Task prompt. Your output should be every line below, copied exactly.

Data under study.

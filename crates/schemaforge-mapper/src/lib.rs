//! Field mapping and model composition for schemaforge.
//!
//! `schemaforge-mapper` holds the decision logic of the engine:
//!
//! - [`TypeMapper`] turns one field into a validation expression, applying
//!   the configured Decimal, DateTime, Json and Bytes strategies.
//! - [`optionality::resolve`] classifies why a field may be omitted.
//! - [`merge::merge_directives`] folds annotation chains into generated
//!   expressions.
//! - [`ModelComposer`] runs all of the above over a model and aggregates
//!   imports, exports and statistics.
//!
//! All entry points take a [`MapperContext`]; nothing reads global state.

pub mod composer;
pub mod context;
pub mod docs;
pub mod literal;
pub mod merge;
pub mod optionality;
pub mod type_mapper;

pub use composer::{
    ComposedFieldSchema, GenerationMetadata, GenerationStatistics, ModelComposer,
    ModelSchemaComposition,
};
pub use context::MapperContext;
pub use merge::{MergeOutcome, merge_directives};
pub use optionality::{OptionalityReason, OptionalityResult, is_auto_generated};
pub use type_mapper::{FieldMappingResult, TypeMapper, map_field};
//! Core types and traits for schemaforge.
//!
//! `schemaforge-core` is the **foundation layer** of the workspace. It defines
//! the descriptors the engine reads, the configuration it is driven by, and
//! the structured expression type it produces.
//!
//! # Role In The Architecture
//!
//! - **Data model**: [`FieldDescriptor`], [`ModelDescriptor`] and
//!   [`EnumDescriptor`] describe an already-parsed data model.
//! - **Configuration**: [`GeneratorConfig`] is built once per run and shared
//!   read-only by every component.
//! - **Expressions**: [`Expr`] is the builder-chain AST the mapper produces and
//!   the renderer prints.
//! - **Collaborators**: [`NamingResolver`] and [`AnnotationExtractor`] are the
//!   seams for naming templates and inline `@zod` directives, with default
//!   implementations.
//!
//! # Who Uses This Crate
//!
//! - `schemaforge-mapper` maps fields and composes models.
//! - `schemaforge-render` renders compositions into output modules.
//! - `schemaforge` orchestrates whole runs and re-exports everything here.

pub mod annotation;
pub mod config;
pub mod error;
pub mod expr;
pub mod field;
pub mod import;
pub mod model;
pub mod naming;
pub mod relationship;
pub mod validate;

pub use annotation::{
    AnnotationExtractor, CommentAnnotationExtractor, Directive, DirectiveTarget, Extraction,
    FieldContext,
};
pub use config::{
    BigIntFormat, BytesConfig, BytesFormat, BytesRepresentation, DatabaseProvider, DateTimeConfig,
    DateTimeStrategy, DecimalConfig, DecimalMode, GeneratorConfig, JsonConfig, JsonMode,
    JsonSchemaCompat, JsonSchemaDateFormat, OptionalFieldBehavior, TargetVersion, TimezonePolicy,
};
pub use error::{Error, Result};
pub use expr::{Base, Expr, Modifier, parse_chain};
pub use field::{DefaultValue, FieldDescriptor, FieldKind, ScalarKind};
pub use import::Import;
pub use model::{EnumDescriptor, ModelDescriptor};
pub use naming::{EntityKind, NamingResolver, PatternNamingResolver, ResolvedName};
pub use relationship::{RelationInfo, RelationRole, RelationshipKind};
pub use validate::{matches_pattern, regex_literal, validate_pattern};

Expected answer.
filename crates/schemaforge-mapper/src/lib.rs
//! Field mapping and model composition for schemaforge.
//!
//! `schemaforge-mapper` holds the decision logic of the engine:
//!
//! - [`TypeMapper`] turns one field into a validation expression, applying
//!   the configured Decimal, DateTime, Json and Bytes strategies.
//! - [`optionality::resolve`] classifies why a field may be omitted.
//! - [`merge::merge_directives`] folds annotation chains into generated
//!   expressions.
//! - [`ModelComposer`] runs all of the above over a model and aggregates
//!   imports, exports and statistics.
//!
//! All entry points take a [`MapperContext`]; nothing reads global state.

pub mod composer;
pub mod context;
pub mod docs;
pub mod literal;
pub mod merge;
pub mod optionality;
pub mod type_mapper;

pub use composer::{
    ComposedFieldSchema, GenerationMetadata, GenerationStatistics, ModelComposer,
    ModelSchemaComposition,
};
pub use context::MapperContext;
pub use merge::{MergeOutcome, merge_directives};
pub use optionality::{OptionalityReason, OptionalityResult, is_auto_generated};
pub use type_mapper::{FieldMappingResult, TypeMapper, map_field};
//! Core types and traits for schemaforge.
//!
//! `schemaforge-core` is the **foundation layer** of the workspace. It defines
//! the descriptors the engine reads, the configuration it is driven by, and
//! the structured expression type it produces.
//!
//! # Role In The Architecture
//!
//! - **Data model**: [`FieldDescriptor`], [`ModelDescriptor`] and
//!   [`EnumDescriptor`] describe an already-parsed data model.
//! - **Configuration**: [`GeneratorConfig`] is built once per run and shared
//!   read-only by every component.
//! - **Expressions**: [`Expr`] is the builder-chain AST the mapper produces and
//!   the renderer prints.
//! - **Collaborators**: [`NamingResolver`] and [`AnnotationExtractor`] are the
//!   seams for naming templates and inline `@zod` directives, with default
//!   implementations.
//!
//! # Who Uses This Crate
//!
//! - `schemaforge-mapper` maps fields and composes models.
//! - `schemaforge-render` renders compositions into output modules.
//! - `schemaforge` orchestrates whole runs and re-exports everything here.

pub mod annotation;
pub mod config;
pub mod error;
pub mod expr;
pub mod field;
pub mod import;
pub mod model;
pub mod naming;
pub mod relationship;
pub mod validate;

pub use annotation::{
    AnnotationExtractor, CommentAnnotationExtractor, Directive, DirectiveTarget, Extraction,
    FieldContext,
};
pub use config::{
    BigIntFormat, BytesConfig, BytesFormat, BytesRepresentation, DatabaseProvider, DateTimeConfig,
    DateTimeStrategy, DecimalConfig, DecimalMode, GeneratorConfig, JsonConfig, JsonMode,
    JsonSchemaCompat, JsonSchemaDateFormat, OptionalFieldBehavior, TargetVersion, TimezonePolicy,
};
pub use error::{Error, Result};
pub use expr::{Base, Expr, Modifier, parse_chain};
pub use field::{DefaultValue, FieldDescriptor, FieldKind, ScalarKind};
pub use import::Import;
pub use model::{EnumDescriptor, ModelDescriptor};
pub use naming::{EntityKind, NamingResolver, PatternNamingResolver, ResolvedName};
pub use relationship::{RelationInfo, RelationRole, RelationshipKind};
pub use validate::{matches_pattern, regex_literal, validate_pattern};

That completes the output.